5. Enfin, aux termes de l'article 3-19 du décret n°2020-371 du 30 mars 2020 dans sa version issue du décret n°2021-256 du 9 mars 2021 : " I. - A. - Les entreprises mentionnées à l'article 1er du présent décret, n'ayant pas fait l'objet d'un arrêté pris par le préfet de département ordonnant la fermeture de l'entreprise en application du troisième alinéa de l'article 29 du décret du 29 octobre 2020 susvisé, bénéficient d'aides financières prenant la forme de subventions destinées à compenser la perte de chiffre d'affaires subie au cours du mois de janvier 2021, lorsqu'elles remplissent les conditions suivantes : /1° Leur activité principale a fait l'objet d'une interdiction d'accueil du public sans interruption du 1er janvier 2021 au 31 janvier 2021 ; / 2° Ou elles ont subi une perte de chiffre d'affaires d'au moins 50 % durant la période comprise entre le 1er janvier 2021 et le 31 janvier 2021 et elles appartiennent à l'une des trois catégories suivantes : / a) Elles exercent leur activité principale dans un secteur mentionné à l'annexe 1 dans sa rédaction en vigueur au 10 février 2021 ; /b) Ou elles exercent leur activité principale dans un secteur mentionné à l'annexe 2 dans sa rédaction en vigueur au 10 février 2021 et elles remplissent au moins une des trois conditions suivantes : / - soit, pour les entreprises créées avant le 1er décembre 2019, une perte de chiffre d'affaires annuel entre 2019 et 2020 d'au moins 10 % ; pour les entreprises créées en 2019, le chiffre d'affaires au titre de l'année 2019 s'entend comme le chiffre d'affaires mensuel moyen réalisé entre la date de création de l'entreprise et le 31 décembre 2019 ramené sur douze mois ; B. - Les entreprises mentionnées au 1° du A du I perçoivent une subvention égale soit au montant de la perte de chiffre d'affaires dans la limite de 10 000 euros soit à 20 % du chiffre d'affaires de référence mentionné au IV du présent article. Les entreprises bénéficient de l'option qui est la plus favorable. "

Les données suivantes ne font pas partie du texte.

//! Command-line front end for the betting-edge engine.
//!
//! Every subcommand reads flags or a JSON input file, calls the library and
//! prints the result as pretty JSON on stdout. Logs go to stderr.

use anyhow::{Context, Result};
use betting_edge::config::Config;
use betting_edge::engine::calibration::{metrics_by_segment, CalibrationMetrics, CalibrationPoint};
use betting_edge::engine::factors::{process_factors, CorrelationMatrix, FactorDefinition, FactorInput, FactorOptions};
use betting_edge::engine::kelly::{kelly, risk_metrics};
use betting_edge::engine::market::{compare_odds, BookmakerQuote, Outcome};
use betting_edge::engine::models::{blend, ModelInput};
use betting_edge::engine::odds::{Odds, OddsFormat, RawOdds};
use betting_edge::engine::regression::{analyze, RegressionInput};
use clap::{Parser, Subcommand};
use serde::de::DeserializeOwned;
use serde::{Deserialize, Serialize};
use std::path::{Path, PathBuf};
use tracing_subscriber::EnvFilter;

#[derive(Parser)]
#[command(name = "betting-edge")]
#[command(version, about = "Odds conversion, Kelly sizing, edge and calibration analysis")]
struct Cli {
    /// Configuration file; built-in defaults are used when it does not exist
    #[arg(short, long, default_value = "config.toml", global = true)]
    config: PathBuf,

    #[command(subcommand)]
    command: Commands,
}

#[derive(Subcommand)]
enum Commands {
    /// Convert odds between formats
    Odds {
        /// Odds value, e.g. -110, 2.5 or 5/2
        #[arg(allow_hyphen_values = true)]
        value: String,
        /// Format of VALUE: american, decimal or fractional
        #[arg(short, long)]
        from: String,
        /// Target format
        #[arg(short, long)]
        to: String,
    },
    /// Kelly stake for a probability at given odds
    Kelly {
        /// Your win probability, strictly between 0 and 1
        #[arg(short, long)]
        probability: f64,
        /// Offered odds
        #[arg(short, long, allow_hyphen_values = true)]
        odds: String,
        /// Format of the odds
        #[arg(long, default_value = "decimal")]
        format: String,
        /// Kelly multiplier; defaults to risk.fraction_multiplier
        #[arg(long)]
        fraction: Option<f64>,
        /// Stake cap as a share of bankroll; defaults to risk.max_bet_percentage
        #[arg(long)]
        max_bet: Option<f64>,
        /// Bankroll, to report the stake and its risk metrics
        #[arg(short, long)]
        bankroll: Option<f64>,
    },
    /// Rank bookmakers by edge for one outcome
    Compare {
        /// JSON array of bookmaker quotes
        #[arg(short, long)]
        input: PathBuf,
        /// home, away or draw
        #[arg(long, default_value = "home")]
        outcome: String,
        #[arg(short, long)]
        probability: f64,
    },
    /// Multi-factor probability from scored factors
    Factors {
        /// JSON object with `definitions` and `inputs`
        #[arg(short, long)]
        input: PathBuf,
    },
    /// Blend the Elo, Poisson and regression models
    Blend {
        /// JSON model input
        #[arg(short, long)]
        input: PathBuf,
    },
    /// Regression-to-the-mean adjustment and bias check
    Regression {
        /// JSON regression input
        #[arg(short, long)]
        input: PathBuf,
    },
    /// Calibration metrics for past predictions
    Calibrate {
        /// JSON array of calibration points
        #[arg(short, long)]
        input: PathBuf,
        /// Report each sport / bet type separately
        #[arg(long)]
        by_segment: bool,
    },
}

#[derive(Deserialize)]
struct FactorRequest {
    definitions: Vec<FactorDefinition>,
    inputs: Vec<FactorInput>,
    #[serde(default)]
    base_probability: Option<f64>,
}

#[derive(Serialize)]
struct ConvertedOdds {
    input: Odds,
    output: Odds,
    display: String,
    decimal: f64,
    implied_probability: f64,
}

fn read_json<T: DeserializeOwned>(path: &Path) -> Result<T> {
    let content = std::fs::read_to_string(path)
        .with_context(|| format!("Failed to read input file: {}", path.display()))?;
    serde_json::from_str(&content).with_context(|| format!("Failed to parse JSON in {}", path.display()))
}

fn print_json<T: Serialize>(value: &T) -> Result<()> {
    println!("{}", serde_json::to_string_pretty(value)?);
    Ok(())
}

fn raw_odds(value: &str) -> RawOdds {
    match value.parse::<f64>() {
        Ok(n) => RawOdds::Number(n),
        Err(_) => RawOdds::Text(value.to_string()),
    }
}

fn parse_outcome(s: &str) -> Result<Outcome> {
    match s.to_lowercase().as_str() {
        "home" => Ok(Outcome::Home),
        "away" => Ok(Outcome::Away),
        "draw" => Ok(Outcome::Draw),
        other => anyhow::bail!("unknown outcome '{}', expected home, away or draw", other),
    }
}

fn load_config(path: &Path) -> Result<Config> {
    if path.exists() {
        Config::load(path)
    } else {
        tracing::warn!(path = %path.display(), "config file not found, using built-in defaults");
        Ok(Config::default())
    }
}

fn run(cli: Cli) -> Result<()> {
    let config = load_config(&cli.config)?;

    match cli.command {
        Commands::Odds { value, from, to } => {
            let from: OddsFormat = from.parse()?;
            let to: OddsFormat = to.parse()?;
            let input = Odds::parse(&raw_odds(&value), from)?;
            let output = input.convert(to)?;
            let decimal = input.to_decimal()?;
            print_json(&ConvertedOdds {
                display: output.to_string(),
                implied_probability: input.implied_probability()?,
                input,
                output,
                decimal,
            })
        }

        Commands::Kelly { probability, odds, format, fraction, max_bet, bankroll } => {
            let format: OddsFormat = format.parse()?;
            let decimal = Odds::parse(&raw_odds(&odds), format)?.to_decimal()?;
            let result = kelly(
                probability,
                decimal,
                fraction.unwrap_or(config.risk.fraction_multiplier),
                max_bet.unwrap_or(config.risk.max_bet_percentage),
            )?;

            let mut out = serde_json::to_value(&result)?;
            if let Some(bankroll) = bankroll {
                let stake = result.stake(bankroll);
                out["stake"] = serde_json::json!(stake);
                if stake > 0.0 {
                    out["risk_metrics"] = serde_json::to_value(risk_metrics(stake, decimal, bankroll)?)?;
                }
            }
            print_json(&out)
        }

        Commands::Compare { input, outcome, probability } => {
            let quotes: Vec<BookmakerQuote> = read_json(&input)?;
            let ranked = compare_odds(&quotes, parse_outcome(&outcome)?, probability)?;
            print_json(&ranked)
        }

        Commands::Factors { input } => {
            let req: FactorRequest = read_json(&input)?;
            let correlations = CorrelationMatrix::from_definitions(&req.definitions)?;
            let mut options = FactorOptions::from(&config.factors);
            if let Some(base) = req.base_probability {
                options.base_probability = base;
            }
            let analysis = process_factors(&req.inputs, &req.definitions, &correlations, options)?;
            print_json(&analysis)
        }

        Commands::Blend { input } => {
            let input: ModelInput = read_json(&input)?;
            print_json(&blend(&input, &config.models)?)
        }

        Commands::Regression { input } => {
            let input: RegressionInput = read_json(&input)?;
            let analysis = analyze(&input, &config.regression, config.factors.confidence_level)?;
            print_json(&analysis)
        }

        Commands::Calibrate { input, by_segment } => {
            let points: Vec<CalibrationPoint> = read_json(&input)?;
            let bins = config.calibration.num_bins;
            if by_segment {
                print_json(&metrics_by_segment(&points, bins)?)
            } else {
                let metrics = CalibrationMetrics::compute_with_bins(&points, bins)?;
                let recommendations = metrics.recommendations();
                print_json(&serde_json::json!({
                    "metrics": metrics,
                    "recommendations": recommendations,
                }))
            }
        }
    }
}

fn main() -> Result<()> {
    let filter = EnvFilter::try_from_default_env().unwrap_or_else(|_| EnvFilter::new("betting_edge=warn"));
    tracing_subscriber::fmt()
        .with_env_filter(filter)
        .with_writer(std::io::stderr)
        .init();

    run(Cli::parse())
}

6. Il résulte des dispositions précitées du décret du 30 mars 2020 que la perte de chiffre d'affaires, susceptible de justifier le paiement d'une aide au titre du fonds de solidarité pour les mois de mars à mai 2020, puis pour les mois d'octobre à décembre 2020 et janvier 2021, doit, s'agissant des sociétés créées avant le 1er juin 2019, être mesurée par référence, d'une part, au chiffre d'affaire réalisés durant cette même période, en 2020, mois par mois, et d'autre part, au chiffre d'affaires réalisé durant ces mois au cours de l'année 2019 ou, sur option, au chiffre d'affaires moyen réalisé pendant l'année 2019. S'agissant de l'aide au titre du mois de janvier 2021, la perte de chiffre d'affaire doit être mesurée par référence, d'une part au chiffre d'affaire réalisés au cours du mois de janvier 2021 et, d'autre part, au chiffre d'affaires réalisé durant le mois de janvier 2019, ou, si cette option est plus favorable à l'entreprise, au chiffre d'affaires mensuel moyen de l'année 2019.

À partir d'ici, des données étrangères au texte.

// Probability estimation and calibration flows driven by JSON inputs

#[cfg(test)]
mod tests {
    use betting_edge::config::{Config, TableSource};
    use betting_edge::engine::calibration::{
        metrics_by_segment, CalibrationMetrics, CalibrationPoint, RecommendationKind,
    };
    use betting_edge::engine::factors::{
        process_factors, CorrelationMatrix, FactorDefinition, FactorInput, FactorOptions,
    };
    use betting_edge::engine::models::{blend, ModelInput};
    use betting_edge::engine::regression::{analyze, reliability, RegressionInput};
    use std::path::Path;

    fn definitions() -> Vec<FactorDefinition> {
        serde_json::from_str(
            r#"[
                {"key": "form", "name": "Recent form", "category": "team",
                 "input_type": {"type": "scale"}, "statistical_weight": 8, "historical_impact": 0.9,
                 "correlations": {"momentum": 0.5}},
                {"key": "momentum", "name": "Momentum", "category": "team",
                 "input_type": {"type": "percentage"}, "statistical_weight": 6, "historical_impact": 0.7},
                {"key": "rested", "name": "Rested", "category": "schedule",
                 "input_type": {"type": "binary"}, "statistical_weight": 4, "historical_impact": 0.5},
                {"key": "venue", "name": "Venue", "category": "situational",
                 "input_type": {"type": "select", "options": ["away", "neutral", "home"]},
                 "statistical_weight": 5, "historical_impact": 0.6}
            ]"#,
        )
        .unwrap()
    }

    #[test]
    fn test_factor_pipeline_from_json() {
        let defs = definitions();
        let inputs: Vec<FactorInput> = serde_json::from_str(
            r#"[
                {"factor_key": "form", "value": 9},
                {"factor_key": "momentum", "value": 0.8},
                {"factor_key": "rested", "value": true},
                {"factor_key": "venue", "value": "home"},
                {"factor_key": "crowd", "value": 7}
            ]"#,
        )
        .unwrap();

        let correlations = CorrelationMatrix::from_definitions(&defs).unwrap();
        assert_eq!(correlations.get("momentum", "form"), 0.5);

        let config = Config::default();
        let analysis =
            process_factors(&inputs, &defs, &correlations, FactorOptions::from(&config.factors)).unwrap();

        assert_eq!(analysis.factors.len(), 4);
        assert_eq!(analysis.skipped, vec!["crowd".to_string()]);
        assert!((0.0..=1.0).contains(&analysis.probability));
        assert!((0.0..=1.0).contains(&analysis.confidence));
        assert!(analysis.confidence_interval.contains(analysis.probability));
        for f in &analysis.factors {
            assert!((0.0..=1.0).contains(&f.contribution));
        }
    }

    #[test]
    fn test_blend_from_json_input() {
        let input: ModelInput = serde_json::from_str(
            r#"{"sport": "hockey", "features": {"recentForm": 0.2, "injuries": -0.1},
                "team_rating": 1550, "opponent_rating": 1500,
                "goals_for": 3.1, "goals_against": 2.7, "profile_home_advantage": 0.02}"#,
        )
        .unwrap();
        assert!(input.is_home_team);

        let config = Config::default();
        let r = blend(&input, &config.models).unwrap();
        assert!(r.poisson.is_some());
        assert!((0.0..=1.0).contains(&r.probability));
        // 0.5 + 0.3 * 0.2 - 0.1 * 0.1 = 0.55
        assert!((r.regression.predicted_probability - 0.55).abs() < 1e-12);
        assert!(r.elo.predicted_probability > 0.5);
    }

    #[test]
    fn test_regression_scenario_and_fallback_visibility() {
        assert_eq!(reliability(0.0, 500.0).unwrap(), 0.0);
        assert_eq!(reliability(500.0, 500.0).unwrap(), 0.5);

        let config = Config::default();
        let input: RegressionInput = serde_json::from_str(
            r#"{"current_performance": 0.320, "baseline": 0.260, "sample_size": 120,
                "sport": "baseball", "metric": "battingAverage", "original_probability": 0.58}"#,
        )
        .unwrap();
        let a = analyze(&input, &config.regression, config.factors.confidence_level).unwrap();
        assert_eq!(a.table_source, TableSource::Exact);
        assert!(a.adjusted_probability < a.original_probability);
        assert!(a.expected_performance < input.current_performance);
        assert!(a.expected_performance > input.baseline);

        let mut other = input.clone();
        other.sport = "cricket".to_string();
        let b = analyze(&other, &config.regression, config.factors.confidence_level).unwrap();
        assert!(b.used_default_factors());
    }

    #[test]
    fn test_calibration_report_by_segment() {
        let points: Vec<CalibrationPoint> = serde_json::from_str(
            r#"[
                {"predicted_probability": 0.9, "actual_outcome": true, "sport": "soccer", "bet_type": "moneyline"},
                {"predicted_probability": 0.9, "actual_outcome": true, "sport": "soccer", "bet_type": "moneyline"},
                {"predicted_probability": 0.9, "actual_outcome": false, "sport": "soccer", "bet_type": "moneyline"},
                {"predicted_probability": 0.2, "actual_outcome": false, "sport": "hockey"}
            ]"#,
        )
        .unwrap();

        let all = CalibrationMetrics::compute(&points).unwrap();
        assert_eq!(all.total_predictions, 4);
        assert!(all.recommendations().iter().any(|r| r.kind == RecommendationKind::Overconfidence));

        let reports = metrics_by_segment(&points, 10).unwrap();
        assert_eq!(reports.len(), 2);
        let soccer = reports
            .iter()
            .find(|r| r.segment.sport.as_deref() == Some("soccer"))
            .unwrap();
        assert_eq!(soccer.metrics.total_predictions, 3);
    }

    #[test]
    fn test_shipped_config_drives_the_engines() {
        let config = Config::load(Path::new("config.toml")).unwrap();
        assert_eq!(config, Config::default());
        assert_eq!(config.models.sport_params("baseball").k_factor, 20.0);
    }
}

7. En premier lieu, il résulte de l'instruction qu'à la suite d'une demande de production de pièces comptables qui lui a été adressée par courriel le 26 avril 2021, la société STJ Animations n'a produit aucune pièce justifiant du chiffre d'affaires qu'elle avait déclaré à l'appui de sa demande d'aide de fonds de solidarité, ce qui a conduit l'administration fiscale à remettre en cause la totalité de l'aide perçue par la société au titre des mois de mars à mai 2020 puis au titre des mois d'octobre, novembre 2020 et janvier 2021 et d'émettre le titre exécutoire contesté. Si, à l'appui de la contestation dudit titre, la société STJ animations se prévaut de sa bonne foi et indique avoir, par erreur, effectué une déclaration erronée de chiffre d'affaires toutes taxes comprises en lieu et place d'un montant hors taxes en raison de difficultés rencontrées avec son comptable, elle ne remet pas ce faisant en cause le bien-fondé de la créance qui lui a été réclamée par l'émission d'un titre exécutoire. Au demeurant, et contrairement à ce que soutient la société, la discordance entre certains chiffres d'affaires initialement déclarés et ceux résultant des pièces comptables produites par la société, notamment pour celui du mois de novembre 2020, ne se limitent pas à une simple erreur comptable entre les montants hors taxe et toutes taxes comprises, mais révèlent une fausse déclaration. Par suite, c'est à bon droit que le directeur des finances publiques des Pyrénées-Orientales a remis en cause l'intégralité du montant des aides perçues par la société STJ animations par le titre exécutoire du 21 octobre 2021.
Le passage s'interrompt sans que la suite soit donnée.